INFORMATION SHOWN:

· · · · ·

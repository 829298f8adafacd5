//! Vehicle-type filter shared by all detector kinds.

use std::collections::BTreeSet;
use std::convert::Infallible;
use std::str::FromStr;

/// Set of accepted vehicle type ids.  Empty means "accept every type".
///
/// Matching is exact string membership.
#[derive(Debug, Clone, Default, PartialEq, Eq)]
pub struct VehicleTypeFilter {
    accepted: BTreeSet<String>,
}

impl VehicleTypeFilter {
    /// A filter that accepts every vehicle.
    pub fn accept_all() -> Self {
        Self::default()
    }

    /// `true` when no restriction is configured.
    pub fn is_unrestricted(&self) -> bool {
        self.accepted.is_empty()
    }

    pub fn accepts(&self, type_id: &str) -> bool {
        self.accepted.is_empty() || self.accepted.contains(type_id)
    }

    /// Accepted ids in sorted order.
    pub fn types(&self) -> impl Iterator<Item = &str> {
        self.accepted.iter().map(String::as_str)
    }
}

impl<S: Into<String>> FromIterator<S> for VehicleTypeFilter {
    fn from_iter<I: IntoIterator<Item = S>>(iter: I) -> Self {
        Self {
            accepted: iter.into_iter().map(Into::into).collect(),
        }
    }
}

/// Whitespace-separated list of type ids, e.g. `"car truck"`.
impl FromStr for VehicleTypeFilter {
    type Err = Infallible;

    fn from_str(s: &str) -> Result<Self, Self::Err> {
        Ok(s.split_whitespace().collect())
    }
}
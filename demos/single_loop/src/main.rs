//! single_loop — induction loops on a two-lane stretch.
//!
//! Loads an embedded JSON scenario, runs it through the reference step loop
//! and writes every loop event to `output/single_loop/detectors.csv`.
//! Set `RUST_LOG=debug` (or `trace`) to watch crossings as they happen.

mod scenario;
#[cfg(test)]
mod tests;

use std::cell::RefCell;
use std::collections::BTreeMap;
use std::path::Path;
use std::rc::Rc;
use std::time::Instant;

use anyhow::{Context, Result};
use tracing::info;
use tracing_subscriber::EnvFilter;

use lw_core::{LaneId, Step, VehicleId, VehicleRng, VehicleState};
use lw_detector::InstantInductLoop;
use lw_device::{TripDevice, TripLog};
use lw_notify::{LeaveReason, StepContext};
use lw_output::CsvSink;
use lw_sim::{Driver, Maneuver, SimBuilder, SimMonitor};

use scenario::{LaneChangeSpec, VehicleSpec};

// ── Constants ─────────────────────────────────────────────────────────────────

const OUTPUT_DIR:     &str = "output/single_loop";
const PROGRESS_EVERY: u64  = 40;

// ── Driver ────────────────────────────────────────────────────────────────────

struct Plan {
    min_speed:   f64,
    max_speed:   f64,
    cruise:      Option<f64>,
    lane_change: Option<LaneChangeSpec>,
}

/// Cruises at a per-vehicle speed drawn on the first step, with an optional
/// single lane change.
struct CruiseDriver {
    plans: BTreeMap<VehicleId, Plan>,
}

impl CruiseDriver {
    fn new(specs: &[(VehicleId, VehicleSpec)]) -> Self {
        let plans = specs
            .iter()
            .map(|(id, s)| {
                (*id, Plan {
                    min_speed:   s.min_speed,
                    max_speed:   s.max_speed,
                    cruise:      None,
                    lane_change: s.lane_change,
                })
            })
            .collect();
        Self { plans }
    }
}

impl Driver for CruiseDriver {
    fn maneuver(
        &mut self,
        vehicle: &VehicleState,
        lane:    LaneId,
        _ctx:    &StepContext,
        rng:     &mut VehicleRng,
    ) -> Maneuver {
        let Some(plan) = self.plans.get_mut(&vehicle.numerical_id) else {
            return Maneuver::Remove(LeaveReason::Vaporized);
        };
        if let Some(change) = plan.lane_change {
            if change.lane != lane && vehicle.position >= change.at {
                plan.lane_change = None;
                return Maneuver::ChangeLane { to: change.lane };
            }
        }
        let (lo, hi) = (plan.min_speed, plan.max_speed);
        let speed = *plan.cruise.get_or_insert_with(|| rng.gen_range(lo..=hi));
        Maneuver::Advance { speed }
    }
}

// ── Monitor ───────────────────────────────────────────────────────────────────

#[derive(Default)]
struct Progress {
    removed: Vec<(String, LeaveReason)>,
}

impl SimMonitor for Progress {
    fn on_step_end(&mut self, step: Step, vehicles: usize) {
        if step.0 % PROGRESS_EVERY == 0 {
            info!(%step, vehicles, "progress");
        }
    }

    fn on_vehicle_removed(&mut self, vehicle: &VehicleState, reason: LeaveReason) {
        self.removed.push((vehicle.id.clone(), reason));
    }
}

// ── main ──────────────────────────────────────────────────────────────────────

fn main() -> Result<()> {
    tracing_subscriber::fmt()
        .with_env_filter(EnvFilter::try_from_default_env().unwrap_or_else(|_| EnvFilter::new("info")))
        .init();

    // 1. Scenario.
    let scenario = scenario::load().context("parsing embedded scenario")?;
    let specs: Vec<(VehicleId, VehicleSpec)> = scenario
        .vehicles
        .iter()
        .enumerate()
        .map(|(i, s)| (VehicleId(i as u64), s.clone()))
        .collect();
    println!("=== single_loop — lanewatch induction loops ===");
    println!(
        "Lanes: {}  |  Loops: {}  |  Vehicles: {}  |  Steps: {} × {} s",
        scenario.lanes.len(),
        scenario.detectors.len(),
        specs.len(),
        scenario.config.total_steps,
        scenario.config.step_length_secs,
    );
    println!();

    // 2. Output: all loops share one CSV file.
    std::fs::create_dir_all(OUTPUT_DIR)?;
    let csv_path = Path::new(OUTPUT_DIR).join("detectors.csv");
    let sink = Rc::new(RefCell::new(CsvSink::create(&csv_path)?));
    let trips = TripLog::default();

    // 3. Sim.
    let mut builder = SimBuilder::new(scenario.config.clone(), CruiseDriver::new(&specs))
        .device(TripDevice::KIND, TripDevice::factory(Rc::clone(&trips), scenario.trip_probability));
    for lane in &scenario.lanes {
        builder = builder.lane(lane.id, lane.length);
    }
    for cfg in &scenario.detectors {
        let det = InstantInductLoop::from_config(cfg, Rc::clone(&sink))?;
        builder = builder.observer(cfg.lane, cfg.position, Box::new(det));
    }
    let mut sim = builder.build()?;

    // 4. Run, inserting vehicles at their departure steps.
    let mut monitor = Progress::default();
    let t0 = Instant::now();
    for step in 0..scenario.config.total_steps {
        for (id, spec) in specs.iter().filter(|(_, s)| s.depart_step == step) {
            let state = VehicleState::new(*id, spec.id.as_str(), spec.vtype.as_str(), spec.length);
            sim.insert_vehicle(state, spec.lane)
                .with_context(|| format!("inserting {}", spec.id))?;
        }
        sim.run_steps(1, &mut monitor)?;
    }
    sim.finish(&mut monitor)?;
    let elapsed = t0.elapsed();

    // 5. Summary.
    println!("Simulation complete in {:.3} s", elapsed.as_secs_f64());
    println!("  {} : written", csv_path.display());
    println!();

    println!("{:<8} {:<12}", "Vehicle", "Left by");
    println!("{}", "-".repeat(20));
    for (vehicle, reason) in &monitor.removed {
        println!("{vehicle:<8} {:<12}", reason.to_string());
    }
    println!();

    println!(
        "{:<8} {:>8} {:>8} {:>10} {:>8} {:>6}",
        "Vehicle", "Depart", "Arrive", "Length m", "Wait s", "LC"
    );
    println!("{}", "-".repeat(54));
    for t in trips.borrow().iter() {
        println!(
            "{:<8} {:>8.1} {:>8.1} {:>10.1} {:>8.1} {:>6}",
            t.vehicle, t.depart_time, t.arrival_time, t.route_length, t.waiting_time, t.lane_changes,
        );
    }

    Ok(())
}
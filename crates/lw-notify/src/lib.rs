//! `lw-notify` — the observer capability every detector and device implements.
//!
//! # Crate layout
//!
//! | Module       | Contents                                                       |
//! |--------------|----------------------------------------------------------------|
//! | [`observer`] | `MoveObserver` trait                                           |
//! | [`reason`]   | `EnterReason`, `LeaveReason`                                   |
//! | [`context`]  | `StepContext` — the `[start, end)` window of the current step  |
//! | [`registry`] | `LaneObservers` — ordered, idempotent lane registration        |
//! | [`error`]    | `NotifyError`, `NotifyResult<T>`                               |
//!
//! # Protocol
//!
//! For one vehicle and one observer the motion source calls, in order:
//!
//! 1. `on_enter` once, on first contact.  Returning `false` declines contact.
//! 2. `on_move` every step while in contact.  Returning `false` ends
//!    notifications for that vehicle (the observer is done with it).
//! 3. `on_leave` exactly once when contact ends for any other reason.
//!
//! All calls are synchronous and run on the step loop's thread.  Observers
//! own their state outright; the protocol itself keeps nothing shared.

pub mod context;
pub mod error;
pub mod observer;
pub mod reason;
pub mod registry;


pub use context::StepContext;
pub use error::{NotifyError, NotifyResult};
pub use observer::{MoveObserver, assert_forward_motion};
pub use reason::{EnterReason, LeaveReason};
pub use registry::LaneObservers;
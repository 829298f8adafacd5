//! Deterministic per-vehicle RNG.
//!
//! Each vehicle gets its own independent `SmallRng` seeded by:
//!
//!   seed = global_seed XOR (vehicle_id * MIXING_CONSTANT)
//!
//! The mixing constant is the 64-bit fractional part of the golden ratio,
//! which spreads consecutive vehicle ids uniformly across the seed space.
//! Inserting more vehicles later never disturbs the seeds of existing ones,
//! so scenario generators stay reproducible as demand grows.

use rand::rngs::SmallRng;
use rand::{Rng, SeedableRng};

use crate::VehicleId;

/// 64-bit fractional golden-ratio constant for seed mixing.
const MIXING_CONSTANT: u64 = 0x9e37_79b9_7f4a_7c15;

/// Per-vehicle deterministic RNG.
pub struct VehicleRng(SmallRng);

impl VehicleRng {
    /// Seed deterministically from the run's global seed and a vehicle id.
    pub fn new(global_seed: u64, vehicle: VehicleId) -> Self {
        let seed = global_seed ^ vehicle.0.wrapping_mul(MIXING_CONSTANT);
        VehicleRng(SmallRng::seed_from_u64(seed))
    }

    /// Generate a value uniformly in `range`.
    #[inline]
    pub fn gen_range<T, R>(&mut self, range: R) -> T
    where
        T: rand::distributions::uniform::SampleUniform,
        R: rand::distributions::uniform::SampleRange<T>,
    {
        self.0.gen_range(range)
    }

    /// `true` with probability `p` (clamped to [0, 1]).
    #[inline]
    pub fn gen_bool(&mut self, p: f64) -> bool {
        self.0.gen_bool(p.clamp(0.0, 1.0))
    }
}
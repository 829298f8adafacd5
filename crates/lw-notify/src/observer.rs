//! The `MoveObserver` trait — the one interface detectors and devices share.

use lw_core::{LaneId, ObserverId, Vehicle};

use crate::{EnterReason, LeaveReason, NotifyResult, StepContext};

/// Something that wants to hear about vehicles moving through a region.
///
/// Only [`id`][Self::id] is required.  Every notification has a default that
/// keeps contact and does nothing, so an observer overrides just the calls it
/// reacts to.  Extra roles (holding a vehicle, writing to a sink) are added
/// by composition in the implementing type, never by further traits on top
/// of this one.
///
/// # Example
///
/// ```rust,ignore
/// struct Counter { id: ObserverId, seen: u32 }
///
/// impl MoveObserver for Counter {
///     fn id(&self) -> &ObserverId { &self.id }
///
///     fn on_enter(&mut self, _v: &dyn Vehicle, _r: EnterReason, _c: &StepContext) -> NotifyResult<bool> {
///         self.seen += 1;
///         Ok(false) // counted; no further notifications needed
///     }
/// }
/// ```
pub trait MoveObserver {
    /// Unique, stable identity of this observer.
    fn id(&self) -> &ObserverId;

    /// First contact with `vehicle`.
    ///
    /// Return `false` to decline: the observer then receives neither
    /// `on_move` nor `on_leave` for this contact.
    fn on_enter(
        &mut self,
        _vehicle: &dyn Vehicle,
        _reason:  EnterReason,
        _ctx:     &StepContext,
    ) -> NotifyResult<bool> {
        Ok(true)
    }

    /// The vehicle moved from `old_pos` to `new_pos` during `ctx`.
    ///
    /// The caller guarantees `old_pos <= new_pos`.  Return `false` once the
    /// observer no longer needs updates for this vehicle.
    fn on_move(
        &mut self,
        _vehicle:   &dyn Vehicle,
        _old_pos:   f64,
        _new_pos:   f64,
        _new_speed: f64,
        _ctx:       &StepContext,
    ) -> NotifyResult<bool> {
        Ok(true)
    }

    /// Contact ended.  `entered_lane` is the target lane of a lane change.
    ///
    /// The returned flag is an acknowledgement only; callers use it for
    /// diagnostics.
    fn on_leave(
        &mut self,
        _vehicle:      &dyn Vehicle,
        _last_pos:     f64,
        _reason:       LeaveReason,
        _entered_lane: Option<LaneId>,
        _ctx:          &StepContext,
    ) -> NotifyResult<bool> {
        Ok(true)
    }

    /// Number of vehicles this observer still holds per-vehicle state for.
    ///
    /// Diagnostic only: the motion source checks it to catch leaked entries.
    fn open_entries(&self) -> usize {
        0
    }

    /// Flush any output at the end of the run.
    fn close(&mut self) -> NotifyResult<()> {
        Ok(())
    }
}

/// Enforce the motion-source precondition `old_pos <= new_pos`.
///
/// # Panics
///
/// Panics if the vehicle moved backwards within one step.  This is a bug in
/// the caller and cannot be handled by an observer.
#[inline]
#[track_caller]
pub fn assert_forward_motion(vehicle: &dyn Vehicle, old_pos: f64, new_pos: f64) {
    assert!(
        old_pos <= new_pos,
        "vehicle {} moved backwards within a step ({old_pos} -> {new_pos})",
        vehicle.id(),
    );
}
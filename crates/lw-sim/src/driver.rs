//! The `Driver` trait — decides what each vehicle does in a step.

use lw_core::{LaneId, VehicleRng, VehicleState};
use lw_notify::{LeaveReason, StepContext};

/// What one vehicle does during one step.
#[derive(Debug, Clone, Copy, PartialEq)]
pub enum Maneuver {
    /// Drive forward at `speed` (m/s) for the whole step.
    Advance { speed: f64 },
    /// Move sideways to lane `to`, keeping the position.
    ChangeLane { to: LaneId },
    /// Reached the destination; the vehicle is removed.
    Arrive,
    /// Removed for `reason` (`teleported`, `vaporized`, ...).
    Remove(LeaveReason),
}

/// Pluggable driving model.
///
/// Called once per vehicle per step, in ascending `VehicleId` order, with
/// the vehicle's own RNG so behavior is reproducible per vehicle.
pub trait Driver {
    fn maneuver(
        &mut self,
        vehicle: &VehicleState,
        lane:    LaneId,
        ctx:     &StepContext,
        rng:     &mut VehicleRng,
    ) -> Maneuver;
}

/// A [`Driver`] that advances every vehicle at the same fixed speed.
#[derive(Debug, Clone, Copy, PartialEq)]
pub struct ConstantSpeed(pub f64);

impl Driver for ConstantSpeed {
    fn maneuver(
        &mut self,
        _vehicle: &VehicleState,
        _lane:    LaneId,
        _ctx:     &StepContext,
        _rng:     &mut VehicleRng,
    ) -> Maneuver {
        Maneuver::Advance { speed: self.0 }
    }
}
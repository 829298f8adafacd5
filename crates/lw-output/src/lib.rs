//! `lw-output` — the Output Sink side of the lanewatch notification core.
//!
//! Detectors hand every finished event to an [`EventSink`] the moment it is
//! finalized.  Sinks never batch on the detector's behalf: a record is
//! either written or the error comes straight back to the detector, which
//! propagates it up through the step loop.
//!
//! | Feature   | Backend     | Files created            |
//! |-----------|-------------|--------------------------|
//! | *(none)*  | CSV         | any `io::Write` / a path |
//! | *(none)*  | Memory      | —                        |
//! | `sqlite`  | SQLite      | `detectors.db`           |
//!
//! # Usage
//!
//! ```rust,ignore
//! use lw_output::{CsvSink, EventSink};
//!
//! let mut sink = CsvSink::create(Path::new("./out/loops.csv"))?;
//! sink.write_event(&record)?;
//! sink.finish()?;
//! ```

pub mod csv;
pub mod error;
pub mod memory;
pub mod record;
pub mod sink;

#[cfg(feature = "sqlite")]
pub mod sqlite;


pub use csv::CsvSink;
pub use error::{OutputError, OutputResult};
pub use memory::MemorySink;
pub use record::{Attribute, EventKind, EventRecord};
pub use sink::EventSink;

#[cfg(feature = "sqlite")]
pub use sqlite::SqliteSink;
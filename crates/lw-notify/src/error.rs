use lw_core::ObserverId;
use lw_output::OutputError;
use thiserror::Error;

#[derive(Debug, Error)]
pub enum NotifyError {
    #[error("output sink failed: {0}")]
    Output(#[from] OutputError),

    #[error("observer {id} failed: {message}")]
    Observer {
        id:      ObserverId,
        message: String,
    },
}

pub type NotifyResult<T> = Result<T, NotifyError>;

· · · · ·

INSTRUCTIONS FOR THE TASK: Pull out every line above that holds the word "LaneChangeSpec".

SOLUTION TO THE PROBLEM:
use scenario::{LaneChangeSpec, VehicleSpec};
    lane_change: Option<LaneChangeSpec>,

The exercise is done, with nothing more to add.